Why would I retire, this is too much fun! The crack research staff at Skipah’s Realm with the help of my friends at some little hick company known as Google had a little fun over Mai Tai’s and autograph requests to actually break down Skipah’s Realm’s history wordsmith style. To date Mr. Skipah has worn out two laptops and currently working on a third waxing poetic to the tune of 476,679 words.
Paging all the single ladies, these two are ready to rock your world!
I’m aiming to make this post 23,000 words and change so I can hit the half a million club tonight, but more than likely it will be a few months. To put that many words into context, my favorite Google employees and I re-read some of the earth’s most famous books cover to cover and documented every word. Or I just did a simple internet search, but that’s so 2016 I wanted to go old school on this project.
Random picture of the sky, I liked it so I took it. It’s my website not yours, feel free to “pin it” though!
The King James Authorized Bible has 783, 137 words. So while I’ve use the word “biblical” a staggering amount of times over the life of this website, I’m actually nowhere near biblical…. yet!
Did you know Gone with the Wind only comes in at 418,053 words. Take that Margaret Mitchell! You wrote an epic tale of the South during The Civil War and all, I wrote about a little bit of everything. We will revisit this in a 100 years, but my money is on me for literary immortality.
Herman Melville, eat a turd! So you took 206,052 words to let everyone know about a freaking whale that launched an overpriced fast food chain. It would take me less than 100 words to let you know about the whale I cohabitated with in a former life. Yours chase of mighty Moby may be more epic, but I guarantee you mine is funnier!

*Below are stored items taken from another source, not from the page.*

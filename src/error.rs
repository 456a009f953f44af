//! Error types.
//!
//! Each layer owns a focused error enum; [`Error`] aggregates them at the
//! application boundary so callers can still match on the category.

use std::path::PathBuf;

use thiserror::Error;

/// Top-level error for all lockbox operations.
#[derive(Error, Debug)]
pub enum Error {
    #[error(transparent)]
    Crypto(#[from] CryptoError),

    #[error(transparent)]
    Key(#[from] KeyError),

    #[error(transparent)]
    Store(#[from] StoreError),

    #[error(transparent)]
    Remote(#[from] RemoteError),

    #[error(transparent)]
    Run(#[from] RunError),

    #[error(transparent)]
    Validation(#[from] ValidationError),

    #[error("io error: {0}")]
    Io(#[from] std::io::Error),

    #[error("json error: {0}")]
    Json(#[from] serde_json::Error),
}

impl Error {
    /// Whether this error means "the requested secret does not exist",
    /// whichever layer reported it.
    pub fn is_not_found(&self) -> bool {
        matches!(
            self,
            Error::Store(StoreError::NotFound(_)) | Error::Remote(RemoteError::NotFound(_))
        )
    }
}

/// Authenticated encryption failures.
#[derive(Error, Debug)]
pub enum CryptoError {
    #[error("invalid key size: expected {expected} bytes, got {actual}")]
    InvalidKeySize { expected: usize, actual: usize },

    #[error("ciphertext too short: expected at least {min} bytes, got {len}")]
    MalformedCiphertext { len: usize, min: usize },

    /// Tag mismatch. Tampered data and a wrong key are deliberately the same case.
    #[error("decryption failed: invalid key or corrupted data")]
    AuthenticationFailure,

    #[error("encryption failed")]
    EncryptionFailed,
}

/// Encryption key lifecycle failures.
#[derive(Error, Debug)]
pub enum KeyError {
    #[error("encryption key not found, store is not initialized")]
    NotInitialized,

    #[error("stored encryption key is corrupt: {0}")]
    CorruptKey(String),
}

/// Persistent store failures.
#[derive(Error, Debug)]
pub enum StoreError {
    #[error("secret '{0}' not found")]
    NotFound(String),

    #[error("config entry '{0}' not found")]
    ConfigNotFound(String),

    #[error("failed to open store at {path}: {source}")]
    Open {
        path: PathBuf,
        #[source]
        source: rusqlite::Error,
    },

    #[error("storage error: {0}")]
    Sqlite(#[from] rusqlite::Error),

    #[error("could not determine home directory, set LOCKBOX_DB_PATH")]
    NoHomeDir,

    #[error("storage io error: {0}")]
    Io(#[from] std::io::Error),
}

/// Remote protocol failures, on either side of the connection.
#[derive(Error, Debug)]
pub enum RemoteError {
    #[error("invalid remote '{input}': {reason}")]
    InvalidEndpoint { input: String, reason: String },

    #[error("refusing to bind non-loopback address {0}")]
    NotLoopback(std::net::SocketAddr),

    #[error("failed to reach remote: {0}")]
    Transport(#[from] reqwest::Error),

    #[error("remote server returned status {status}: {body}")]
    Status { status: u16, body: String },

    #[error("secret '{0}' not found on remote")]
    NotFound(String),

    #[error("server error: {0}")]
    Server(String),
}

/// Subprocess failures for `run`.
#[derive(Error, Debug)]
pub enum RunError {
    #[error("no command provided, usage: lockbox run -- command [args...]")]
    NoCommand,

    #[error("command not found: {0}")]
    CommandNotFound(String),

    #[error("failed to execute '{command}': {source}")]
    Spawn {
        command: String,
        #[source]
        source: std::io::Error,
    },
}

/// Input validation failures.
#[derive(Error, Debug)]
pub enum ValidationError {
    #[error("secret key cannot be empty")]
    EmptyKey,

    #[error("invalid key '{key}': {reason}")]
    InvalidKey { key: String, reason: String },
}

pub type Result<T> = std::result::Result<T, Error>;
//! Where secrets come from: the local store or a remote server.

use std::path::Path;

use tracing::debug;

use crate::core::remote::Client;
use crate::core::types::SecretMap;
use crate::core::vault::Vault;
use crate::error::Result;

/// Source selected by the `--remote` flag.
#[derive(Debug, Clone, Copy, PartialEq, Eq)]
pub enum Source<'a> {
    Local(Option<&'a Path>),
    Remote(&'a str),
}

impl<'a> Source<'a> {
    pub fn new(db: Option<&'a Path>, remote: Option<&'a str>) -> Self {
        match remote {
            Some(remote) => Source::Remote(remote),
            None => Source::Local(db),
        }
    }

    /// Decrypted key to value mapping from this source.
    pub fn secrets(self) -> Result<SecretMap> {
        match self {
            Source::Local(db) => {
                debug!("resolving secrets from local store");
                Vault::open(db)?.decrypt_all()
            }
            Source::Remote(remote) => {
                debug!(remote, "resolving secrets from remote");
                Client::connect(remote)?.fetch_all()
            }
        }
    }
}
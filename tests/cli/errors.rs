//! Error output and exit status.

use crate::support::*;
use predicates::prelude::*;

#[test]
fn test_uninitialized_store_hint() {
    let t = Test::new();

    for output in [t.get("K"), t.list(), t.env(), t.set("K", "v"), t.delete("K")] {
        assert_exit_code(&output, 1);
        assert_stderr_contains(&output, "✗");
        assert_stderr_contains(&output, "not initialized");
        assert_stderr_contains(&output, "lockbox init");
        assert!(output.stdout.is_empty());
    }
}

#[test]
fn test_corrupt_store_reports_error() {
    let t = Test::new();
    std::fs::write(t.db_path(), b"this is not a sqlite database, just junk bytes").unwrap();

    let output = t.list();
    assert_exit_code(&output, 1);
    assert_stderr_contains(&output, "✗");
}

#[test]
fn test_unknown_command() {
    let t = Test::new();

    t.cmd()
        .arg("frobnicate")
        .assert()
        .failure()
        .stderr(predicate::str::contains("frobnicate"));
}

#[test]
fn test_completions() {
    let t = Test::new();

    t.cmd()
        .args(["completions", "bash"])
        .assert()
        .success()
        .stdout(predicate::str::contains("lockbox"));
}
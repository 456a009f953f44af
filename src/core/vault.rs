//! Vault.
//!
//! A store paired with its encryption key: the local-mode interface for
//! every secret operation, and the shared state behind the server.

use std::path::Path;
use std::sync::Arc;

use tracing::debug;
use zeroize::Zeroizing;

use crate::core::config;
use crate::core::crypto::{self, EncryptionKey};
use crate::core::domain::SecretRecord;
use crate::core::env;
use crate::core::keys;
use crate::core::store::{Sqlite, Store};
use crate::core::types::{Plaintext, SecretKey, SecretMap};
use crate::core::validation::validate_key;
use crate::error::Result;

/// An opened store plus the key that seals its values.
#[derive(Clone)]
pub struct Vault {
    store: Arc<dyn Store>,
    key: EncryptionKey,
}

impl std::fmt::Debug for Vault {
    fn fmt(&self, f: &mut std::fmt::Formatter<'_>) -> std::fmt::Result {
        f.debug_struct("Vault").field("key", &self.key).finish()
    }
}

impl Vault {
    /// Open the on-disk store and load its key.
    ///
    /// # Errors
    ///
    /// Returns `KeyError::NotInitialized` if `lockbox init` has not run
    /// against this store, or a `StoreError` if it cannot be opened.
    pub fn open(db: Option<&Path>) -> Result<Self> {
        let path = config::store_path(db)?;
        let store = Sqlite::open(&path)?;
        Self::from_store(Arc::new(store))
    }

    /// Wrap an already opened store, loading its key.
    pub fn from_store(store: Arc<dyn Store>) -> Result<Self> {
        let key = keys::load_key(store.as_ref())?;
        Ok(Self { store, key })
    }

    /// Pair a store with an explicit key.
    pub fn new(store: Arc<dyn Store>, key: EncryptionKey) -> Self {
        Self { store, key }
    }

    /// The underlying store.
    pub fn store(&self) -> &dyn Store {
        self.store.as_ref()
    }

    /// Encrypt and store a secret, replacing any existing value.
    ///
    /// # Errors
    ///
    /// Returns `ValidationError` for an unusable key name.
    pub fn set(&self, key: &str, value: &[u8]) -> Result<()> {
        validate_key(key)?;
        let sealed = crypto::encrypt(value, self.key.as_bytes())?;
        self.store.upsert_secret(key, &sealed)
    }

    /// Fetch and decrypt a secret.
    ///
    /// # Errors
    ///
    /// Returns `StoreError::NotFound` if absent, or a `CryptoError` if the
    /// stored blob does not open under this vault's key.
    pub fn get(&self, key: &str) -> Result<Plaintext> {
        let sealed = self.store.get_secret(key)?;
        crypto::decrypt(&sealed, self.key.as_bytes())
    }

    /// Remove a secret.
    ///
    /// # Errors
    ///
    /// Returns `StoreError::NotFound` if the key did not exist.
    pub fn delete(&self, key: &str) -> Result<()> {
        self.store.delete_secret(key)
    }

    /// All secret keys, ascending.
    pub fn list(&self) -> Result<Vec<SecretKey>> {
        self.store.list_secrets()
    }

    /// Key and timestamps for every secret, ascending.
    pub fn records(&self) -> Result<Vec<SecretRecord>> {
        self.store.records()
    }

    /// Decrypt every secret into a key to plaintext mapping.
    ///
    /// Fails on the first key that cannot be read or decrypted.
    pub fn decrypt_all(&self) -> Result<SecretMap> {
        let keys = self.list()?;
        debug!(count = keys.len(), "decrypting all secrets");

        let mut map = SecretMap::new();
        for key in keys {
            let value = self.get(&key)?;
            map.insert(key, value);
        }
        Ok(map)
    }

    /// Export lines for every secret, ascending by key.
    ///
    /// Lines are produced lazily so a caller can stream them; an error on
    /// one key ends the sequence but leaves earlier lines valid.
    pub fn export_lines(&self) -> Result<impl Iterator<Item = Result<Zeroizing<Vec<u8>>>> + '_> {
        Ok(self.export_keys(self.list()?))
    }

    /// Export lines for exactly `keys`, in the order given.
    ///
    /// Lets a caller inspect a key listing and export that same listing.
    pub fn export_keys(
        &self,
        keys: Vec<SecretKey>,
    ) -> impl Iterator<Item = Result<Zeroizing<Vec<u8>>>> + '_ {
        keys.into_iter().map(move |key| {
            let value = self.get(&key)?;
            Ok(Zeroizing::new(env::format_export_line(&key, &value)))
        })
    }

    /// All export lines concatenated.
    pub fn export(&self) -> Result<Zeroizing<Vec<u8>>> {
        let mut out = Zeroizing::new(Vec::new());
        for line in self.export_lines()? {
            out.extend_from_slice(&line?);
        }
        Ok(out)
    }
}
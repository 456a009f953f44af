//! Domain types.

mod secret;

pub use secret::SecretRecord;
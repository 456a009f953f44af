//! Input validation for lockbox operations.

use crate::error::{Result, ValidationError};

/// Validate a secret key name before it is stored.
///
/// Any non-empty string is allowed except ones that cannot be carried as an
/// environment variable name or an export line:
/// - NUL bytes
/// - `=` (separates name from value in the environment block)
/// - newlines
/// - `.` and `..`, which URL paths collapse as dot segments, so the remote
///   protocol could never address them
///
/// # Errors
///
/// Returns `ValidationError` if the key is rejected.
pub fn validate_key(key: &str) -> Result<()> {
    if key.is_empty() {
        return Err(ValidationError::EmptyKey.into());
    }

    if key == "." || key == ".." {
        return Err(ValidationError::InvalidKey {
            key: key.to_string(),
            reason: "dot segments cannot be addressed remotely".to_string(),
        }
        .into());
    }

    for (i, ch) in key.chars().enumerate() {
        let reason = match ch {
            '\0' => "contains a NUL byte",
            '=' => "contains '='",
            '\n' | '\r' => "contains a line break",
            _ => continue,
        };
        return Err(ValidationError::InvalidKey {
            key: key.escape_default().to_string(),
            reason: format!("{} at position {}", reason, i + 1),
        }
        .into());
    }

    Ok(())
}

/// Whether `key` is a portable shell variable name: `[A-Za-z_][A-Za-z0-9_]*`.
///
/// Keys failing this are still exported, but `eval` will reject the line.
pub fn is_shell_identifier(key: &str) -> bool {
    let mut chars = key.chars();
    match chars.next() {
        Some(c) if c.is_ascii_alphabetic() || c == '_' => {}
        _ => return false,
    }
    chars.all(|c| c.is_ascii_alphanumeric() || c == '_')
}
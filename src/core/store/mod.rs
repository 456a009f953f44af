//! Persistent secret and config storage.
//!
//! Two string-keyed mappings live side by side: `secrets` holds sealed
//! values with timestamps, `config` holds small raw metadata (today only the
//! encryption key). Values are opaque bytes here; encryption happens above.
//!
//! ## Adding a New Storage Backend
//!
//! 1. Implement the `Store` trait
//! 2. Add the implementation in a new file
//! 3. Re-export from this module

use crate::core::domain::SecretRecord;
use crate::core::types::{EncryptedValue, SecretKey};
use crate::error::Result;

mod memory;
mod sqlite;

pub use memory::Memory;
pub use sqlite::Sqlite;

/// Secret storage backend.
///
/// Implementations must be shareable across threads: the server hands one
/// instance to every concurrent request handler. Every mutating call must be
/// durable before it returns.
pub trait Store: Send + Sync {
    /// Insert or fully replace a sealed secret value.
    ///
    /// Keeps the original creation time on overwrite and refreshes the
    /// update time.
    fn upsert_secret(&self, key: &str, value: &[u8]) -> Result<()>;

    /// Fetch a sealed secret value.
    ///
    /// # Errors
    ///
    /// Returns `StoreError::NotFound` if the key is absent.
    fn get_secret(&self, key: &str) -> Result<EncryptedValue>;

    /// Remove a secret.
    ///
    /// # Errors
    ///
    /// Returns `StoreError::NotFound` if nothing was deleted.
    fn delete_secret(&self, key: &str) -> Result<()>;

    /// All secret keys in ascending lexical order.
    fn list_secrets(&self) -> Result<Vec<SecretKey>>;

    /// Key and timestamps for one secret.
    ///
    /// # Errors
    ///
    /// Returns `StoreError::NotFound` if the key is absent.
    fn describe(&self, key: &str) -> Result<SecretRecord>;

    /// Key and timestamps for every secret, ascending by key.
    fn records(&self) -> Result<Vec<SecretRecord>>;

    /// Fetch a config entry.
    ///
    /// # Errors
    ///
    /// Returns `StoreError::ConfigNotFound` if the name is absent.
    fn get_config(&self, name: &str) -> Result<Vec<u8>>;

    /// Insert or replace a config entry.
    fn set_config(&self, name: &str, value: &[u8]) -> Result<()>;
}
//! Test support utilities for lockbox integration tests.
//!
//! Provides reusable test environment setup and helper commands.

#![allow(dead_code)]

pub mod commands;

#[allow(unused_imports)]
pub use assertions::*;
#[allow(unused_imports)]
pub use server::*;

use std::path::PathBuf;

use tempfile::TempDir;

/// Test environment with an isolated store file and home directory.
///
/// Child processes get `LOCKBOX_DB_PATH` and `HOME` pointed into temp dirs,
/// so tests can run in parallel without touching the real store.
pub struct Test {
    /// Directory holding the store file
    pub dir: TempDir,
    /// Temporary home directory
    pub home: TempDir,
}

impl Test {
    /// Create a new environment with no store.
    pub fn new() -> Self {
        let dir = TempDir::new().expect("failed to create temp dir");
        let home = TempDir::new().expect("failed to create temp home");

        Self { dir, home }
    }

    /// Create an environment with the store initialized.
    pub fn init() -> Self {
        let t = Self::new();
        let output = t.init_cmd();
        assert!(
            output.status.success(),
            "Failed to initialize store: {}",
            String::from_utf8_lossy(&output.stderr)
        );
        t
    }

    /// Create an initialized environment with secrets set.
    pub fn with_secrets(secrets: &[(&str, &str)]) -> Self {
        let t = Self::init();
        for (k, v) in secrets {
            let output = t.set(k, v);
            assert!(
                output.status.success(),
                "Failed to set secret {}: {}",
                k,
                String::from_utf8_lossy(&output.stderr)
            );
        }
        t
    }

    /// Path of this environment's store file.
    pub fn db_path(&self) -> PathBuf {
        self.dir.path().join("lockbox.db")
    }
}
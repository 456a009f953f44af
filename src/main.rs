//! Lockbox - encrypted local secret storage.

use clap::Parser;
use tracing_subscriber::{fmt, prelude::*, EnvFilter};

use lockbox::cli::output;
use lockbox::cli::{execute, Cli};
use lockbox::core::constants::LOG_ENV;
use lockbox::error::{Error, KeyError, RemoteError, RunError};

fn main() {
    let cli = Cli::parse();

    let filter = EnvFilter::try_from_env(LOG_ENV).unwrap_or_else(|_| {
        if cli.verbose {
            EnvFilter::new("lockbox=debug,tower_http=debug")
        } else {
            EnvFilter::new("lockbox=warn")
        }
    });

    // stdout carries secret values and export lines; logs stay on stderr
    tracing_subscriber::registry()
        .with(filter)
        .with(
            fmt::layer()
                .with_target(false)
                .without_time()
                .with_writer(std::io::stderr),
        )
        .init();

    if let Err(e) = execute(cli.command, cli.db) {
        let suggestion = match &e {
            Error::Key(KeyError::NotInitialized) => Some("run: lockbox init"),
            Error::Remote(RemoteError::Transport(_)) => Some("is `lockbox serve` running there?"),
            Error::Remote(RemoteError::InvalidEndpoint { .. }) => {
                Some("use HOST:PORT, e.g. 127.0.0.1:8100")
            }
            Error::Run(RunError::NoCommand) => Some("usage: lockbox run -- <command> [args...]"),
            _ => None,
        };

        output::error(&e.to_string());
        if let Some(hint) = suggestion {
            output::hint(hint);
        }
        std::process::exit(1);
    }
}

The Mouse and the Motorcycle is one of the first books I can remember reading as a child. C’mon Beverly Cleary 22,416 words to let us know about Ralph? I spent close to 150,000 words on Hammy! Great minds think alike though because they threw away the mold of these two rodents after their passing!
For long time readers, that book and a love of the spy novella genre…hello Tom Clancy, was the creative spark anything that ever involved Hammy came from. It’s been a wild ride getting to 500, unlike Ralph though I’m hoping to ride in my ’64 Sting-Ray and not a motorcycle for the next 500!
About it for now, I made the mistake of turning on the Vice Presidential debate last night and still recovering from the epic coma it induced, plus I have to start needling my Chicago Cub brethren. Buttholes haven’t been this puckered across the country over a baseball team since the advent of time! Mr. Skipah isn’t going anywhere, and I can’t wait to tell you about the time I killed a grizzly bear with my bare hands!